• [Work item]: Your task is to quote the records from their first line through the line containing "with shutdown-based cancellation", with nothing added or left out.

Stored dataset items
-=-=-=-=-
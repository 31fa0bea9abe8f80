//! Playback pipeline
//!
//! This module wires a media source to a panel through independently
//! threaded stages, separating concerns between:
//! - Control/Coordination: lifecycle state machine and ordered initialization
//! - Data Transport: bounded queues with shutdown-based cancellation
//! - Media Processing: route, decode, convert and display stages
//!
//! # Architecture
//!
//! ```text
//! source -> Router -> video queue -> DecodeStage -> frame queue
//!                  \-> audio queue (dropped when full)
//! frame queue -> ConvertStage -> frame queue -> DisplayStage -> panel
//! ```
//!
//! - Each stage runs on its own thread and implements `PipelineStage`
//! - The router never drops a video key unit; it waits for room instead
//! - Source and destination geometry are negotiated once, before any worker starts
//! - End of stream cascades: every stage drains its input, then shuts its output
//! - `PipelineHealth` counts routed, dropped, decoded and displayed items

pub mod convert_stage;
pub mod coordinator;
pub mod decode_stage;
pub mod display_stage;
pub mod error;
pub mod geometry;
pub mod health;
pub mod queue;
pub mod router_stage;
pub mod stage;
pub mod state;
pub mod types;

pub use coordinator::{PlayerCore, StopHandle};
pub use error::PipelineError;
pub use geometry::{Geometry, GeometryDescriptor, NegotiatedGeometry};
pub use health::PipelineHealth;
pub use queue::{BoundedQueue, FrameQueue, PacketQueue};
pub use stage::{PipelineStage, StageContext};
pub use state::{PipelineConfig, PipelineState, SharedState};
pub use types::{Frame, MediaKind, Packet, PixelFormat, StreamInfo};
-=-=-=-=-
• [Response]:
repository 31fa0bea9abe8f80
//! Playback pipeline
//!
//! This module wires a media source to a panel through independently
//! threaded stages, separating concerns between:
//! - Control/Coordination: lifecycle state machine and ordered initialization
//! - Data Transport: bounded queues with shutdown-based cancellation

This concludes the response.